## Searching text using Regular Expressions

#### Questions & Objectives:

- How can I search for tokens in text more flexibly? For example, to find all all mentions of `woman` and `women`, or all words starting with `multi`


#### Key Points

To search for tokens in text using regular expressions you need the `re` module and its search function.

You will learn how to construct regular expressions. E.g. you can use a wildcard * or you can use a range of letters, e.g. [ae] (for a or e), [a-z] (for a to z), or numbers, e.g. [0-9] (for all single digits) etc. Regular expressions can be very powerful if used correctly. To find all mentions of the words woman or women you need to use the following regular expression wom[ae]n.

Regular expressions are a very powerful tool, but we'll just give you a taster and some examples. For a more detailed overview and use of regular expressions, you can later refer to the Programming Historian lesson Understanding Regular Expressions https://programminghistorian.org/en/lessons/understanding-regular-expressions.
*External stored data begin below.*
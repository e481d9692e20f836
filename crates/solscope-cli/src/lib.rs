//! Solscope CLI library
//!
//! This module contains the core CLI logic for the Solscope diagram tool.

pub mod error_adapter;

mod args;
mod config;

pub use args::{Args, ClassArgs, Command, StorageArgs};

use std::fs;

use log::info;

use solscope::{Solscope, SolscopeError, config::AppConfig, model::Class};
use solscope_builder::ImportMode;

/// Run the Solscope CLI application
///
/// Builds the model from the input bundles and writes the diagram selected
/// by the subcommand.
///
/// # Errors
///
/// Returns `SolscopeError` for:
/// - File I/O errors
/// - Configuration loading errors
/// - Malformed source bundles and build errors
/// - Filter and layout errors
pub fn run(args: &Args) -> Result<(), SolscopeError> {
    let app_config = config::load_config(args.config.as_ref())?;

    match &args.command {
        Command::Class(class_args) => run_class(class_args, app_config),
        Command::Storage(storage_args) => run_storage(storage_args, app_config),
    }
}

fn run_class(args: &ClassArgs, mut app_config: AppConfig) -> Result<(), SolscopeError> {
    info!(
        inputs:? = args.inputs,
        output_path = args.output;
        "Processing class diagram"
    );

    apply_class_overrides(args, &mut app_config);

    let solscope = Solscope::new(app_config);
    let classes = read_classes(&solscope, &args.inputs, args.flattened)?;

    let dot = if args.roots.is_empty() {
        let all: Vec<&Class> = classes.iter().collect();
        solscope.class_dot(&all)
    } else {
        let connected = solscope.filter(&classes, &args.roots, args.depth)?;
        info!(roots:? = args.roots, classes = connected.len(); "Filtered classes");
        solscope.class_dot(&connected)
    };

    fs::write(&args.output, dot)?;

    info!(output_file = args.output; "Class diagram exported successfully");

    Ok(())
}

fn run_storage(args: &StorageArgs, app_config: AppConfig) -> Result<(), SolscopeError> {
    info!(
        inputs:? = args.inputs,
        contract = args.contract,
        output_path = args.output;
        "Processing storage layout"
    );

    let solscope = Solscope::new(app_config);
    let classes = read_classes(&solscope, &args.inputs, args.flattened)?;

    let layout = solscope.storage_layout(&classes, &args.contract, args.address.as_deref())?;
    let output = if args.json {
        serde_json::to_string_pretty(&layout)?
    } else {
        solscope.storage_dot(&layout)
    };

    fs::write(&args.output, output)?;

    info!(output_file = args.output; "Storage layout exported successfully");

    Ok(())
}

/// Reads every bundle and builds one model with shared class ids.
fn read_classes(
    solscope: &Solscope,
    inputs: &[String],
    flattened: bool,
) -> Result<Vec<Class>, SolscopeError> {
    let mode = if flattened {
        ImportMode::Flattened
    } else {
        ImportMode::Filesystem
    };

    let mut sources = Vec::new();
    for input in inputs {
        sources.extend(solscope.read_bundle(input)?);
    }

    solscope.build_sources(&sources, mode)
}

/// Command-line flags can only turn toggles on.
fn apply_class_overrides(args: &ClassArgs, app_config: &mut AppConfig) {
    let class = app_config.class().clone();
    *app_config.class_mut() = class
        .clone()
        .with_hide_variables(class.hide_variables() || args.hide_variables)
        .with_hide_functions(class.hide_functions() || args.hide_functions)
        .with_hide_structs(class.hide_structs() || args.hide_structs)
        .with_hide_enums(class.hide_enums() || args.hide_enums)
        .with_hide_libraries(class.hide_libraries() || args.hide_libraries)
        .with_hide_interfaces(class.hide_interfaces() || args.hide_interfaces)
        .with_hide_abstracts(class.hide_abstracts() || args.hide_abstracts)
        .with_hide_privates(class.hide_privates() || args.hide_privates)
        .with_hide_filename(class.hide_filename() || args.hide_filename)
        .with_cluster_folders(class.cluster_folders() || args.cluster_folders);
}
**Regular expressions** are ways to be 'a bit vague' about text. (While being increadibly specific at the same time).

For example Let's imagine we want to see all tokens that refer to `women` in text. If we were working with a person (not a computer) they might already assume I mean both singlular `woman` and plural `women`. But computers need us to be very very specific, and so we are provided with a way to describe small acceptable difference. This syntax is called regular expressions (RegEx).

The way we arrive at regular expressions is a process of specifying what we want:

- I could say: give me all occurances of `woman` and `women` and then add them all.
- I could say: give me all occurances of `wom*n` where `*` is `a` or `e` 
- I could use regex to say give me all occurances of `wom[ae]n`
- I could use regex to say give me all occurances of `^wom[ae]n$` which also means that there can be nothing before or after these characters, so `superwomen` and `womenhood` will not be included 

The RegEx we will use is `^wom[ae]n$` and below we explain what it means:

- `^` means: start here
- `wom` and `n` look for these letters in this order
- `[ae]` means: one character from this list, so `[ae]` means one character which is either `a` or `e`
- `$` mean: end here

This way we can look for the word `women` as well a `woman` in a corpus simultaneously, eg. to find out how many times they occur.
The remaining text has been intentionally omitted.